I don’t care about whether they’re black, white, blue, red, or yellow. As long as they can play[26]

 

I believe, because of its inherently singular, social nature as non-representational expression, improvised musics provide an ideal lens through which to identify de-linked epistemology of Self. A passage from historically and culturally contingent means of understanding to social knowledge that is simultaneously synchronic and infinite, in meaning.

Improvisation is in the present, its effect may live on in the souls of the participants, both active and passive (ie audience), but in its concrete form it is gone forever from the moment that it occurs, nor did it have any previous existence before the moment that it occurred, so neither is there any historical reference available[27] 

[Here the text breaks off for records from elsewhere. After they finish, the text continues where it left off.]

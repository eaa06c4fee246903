//! # Function-backed subscriber (`SubscriberFn`)
//!
//! [`SubscriberFn`] wraps a closure `F: Fn(Notification) -> Fut`, producing
//! a fresh future per notification. This avoids shared mutable state; if a
//! closure needs state across notifications, move an `Arc<...>` into it
//! explicitly.
//!
//! ## Example
//! ```rust
//! use logvisor::{Notification, SubscriberFn, SubscriberRef};
//!
//! let sub: SubscriberRef = SubscriberFn::arc("printer", |n: Notification| async move {
//!     println!("{}", n.line());
//! });
//!
//! assert_eq!(sub.name(), "printer");
//! ```

use std::borrow::Cow;
use std::future::Future;
use std::sync::Arc;

use async_trait::async_trait;

use crate::records::Notification;
use crate::subscribers::Subscribe;

/// Function-backed subscriber implementation.
///
/// Wraps a closure that *creates* a new future per notification. The
/// notification is passed by value (it is cheap to clone: shared `Arc`
/// payloads) so the future may outlive the borrow the worker holds.
#[derive(Debug)]
pub struct SubscriberFn<F> {
    name: Cow<'static, str>,
    f: F,
}

impl<F> SubscriberFn<F> {
    /// Creates a new function-backed subscriber.
    ///
    /// Prefer [`SubscriberFn::arc`] when you immediately need a
    /// [`SubscriberRef`](crate::SubscriberRef).
    pub fn new(name: impl Into<Cow<'static, str>>, f: F) -> Self {
        Self { name: name.into(), f }
    }

    /// Creates the subscriber and returns it as a shared handle.
    pub fn arc(name: impl Into<Cow<'static, str>>, f: F) -> Arc<Self> {
        Arc::new(Self::new(name, f))
    }
}

#[async_trait]
impl<F, Fut> Subscribe for SubscriberFn<F>
where
    F: Fn(Notification) -> Fut + Send + Sync + 'static,
    Fut: Future<Output = ()> + Send + 'static,
{
    async fn on_log(&self, notification: &Notification) {
        (self.f)(notification.clone()).await;
    }

    fn name(&self) -> &str {
        &self.name
    }
}
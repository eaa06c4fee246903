use std::sync::Arc;

use crate::core::{Config, Logger};
use crate::dispatch::DispatchQueue;
use crate::subscribers::{SubscriberRef, SubscriberRegistry};

/// Builder for constructing a [`Logger`] with pre-registered subscribers.
pub struct LoggerBuilder {
    cfg: Config,
    subscribers: Vec<SubscriberRef>,
}

impl LoggerBuilder {
    /// Creates a new builder with the given configuration.
    pub fn new(cfg: Config) -> Self {
        Self {
            cfg,
            subscribers: Vec::new(),
        }
    }

    /// Seeds the subscriber list, in notification order.
    ///
    /// Further subscribers can be added at any time through
    /// [`Logger::subscribe`].
    pub fn with_subscribers(mut self, subscribers: Vec<SubscriberRef>) -> Self {
        self.subscribers = subscribers;
        self
    }

    /// Builds the facade instance.
    ///
    /// This consumes the builder and initializes the runtime components:
    /// the subscriber registry (seeded with the builder's subscribers) and
    /// the dispatch queue with its worker task. Must be called from within
    /// a tokio runtime.
    pub fn build(self) -> Logger {
        let registry = Arc::new(SubscriberRegistry::new(self.subscribers));
        let queue = DispatchQueue::new(Arc::clone(&registry), self.cfg.isolate_panics);
        Logger::new_internal(self.cfg, registry, queue)
    }
}
//! Deferred notification machinery.
//!
//! One queue, one worker: [`DispatchQueue`] turns a synchronous log call
//! into an asynchronous, strictly-FIFO fan-out over the subscriber
//! registry. See `core` for the facade that owns it.

mod queue;

pub(crate) use queue::DispatchQueue;
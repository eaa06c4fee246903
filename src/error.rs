//! Error types used by the logging facade.
//!
//! The facade has exactly one caller-visible failure mode: the context value
//! attached to a log call cannot be rendered as JSON. It surfaces as
//! [`LogError::ContextSerialization`] from the formatting step, before the
//! formatted line is returned and before anything is dispatched.
//!
//! Subscriber failures during delivery are not part of this taxonomy: they
//! are contained by the dispatch worker (see
//! [`Config::isolate_panics`](crate::Config::isolate_panics)) and never
//! propagate to the caller of a log entry point.

use thiserror::Error;

/// # Errors produced while building a log record.
///
/// Raised synchronously by the five log entry points and by
/// [`Record::with_context`](crate::Record::with_context).
#[non_exhaustive]
#[derive(Error, Debug)]
pub enum LogError {
    /// The context value could not be serialized to JSON.
    #[error("context serialization failed: {source}")]
    ContextSerialization {
        /// The underlying serializer error.
        #[source]
        source: serde_json::Error,
    },
}

impl LogError {
    /// Returns a short stable label (snake_case) for use in logs/metrics.
    ///
    /// # Example
    /// ```
    /// use logvisor::LogError;
    ///
    /// let source = serde_json::from_str::<i32>("not json").unwrap_err();
    /// let err = LogError::ContextSerialization { source };
    /// assert_eq!(err.as_label(), "context_serialization");
    /// ```
    pub fn as_label(&self) -> &'static str {
        match self {
            LogError::ContextSerialization { .. } => "context_serialization",
        }
    }

    /// Returns a human-readable message with details about the error.
    pub fn as_message(&self) -> String {
        match self {
            LogError::ContextSerialization { source } => {
                format!("context serialization failed: {source}")
            }
        }
    }
}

Self and improvisation materially (and can only) live in the present, in existence itself. And here we can uncover the enacted ideology of improvisation: a gap experienced between Self and Jesús Sepúlveda’s ‘robotic cybernetic replicas’, that is, Selves interpellated by defeat, alienation and fear – endemic to late capitalism.[28] Improvised Real time allows Self to emerge from the entrapment of the ideological cocoon. Replicas

falsely perceive time, they understand it as a continuous line where past, present and future intersect simultaneously but in an unreal way. The notion of time is an authoritarian imposition of the social order that justifies itself with the false idea of progress, a model of legitimization of the dominant order: industrialization, imprisonment and territorial delimitation. Materially, we live in the present, in existence itself.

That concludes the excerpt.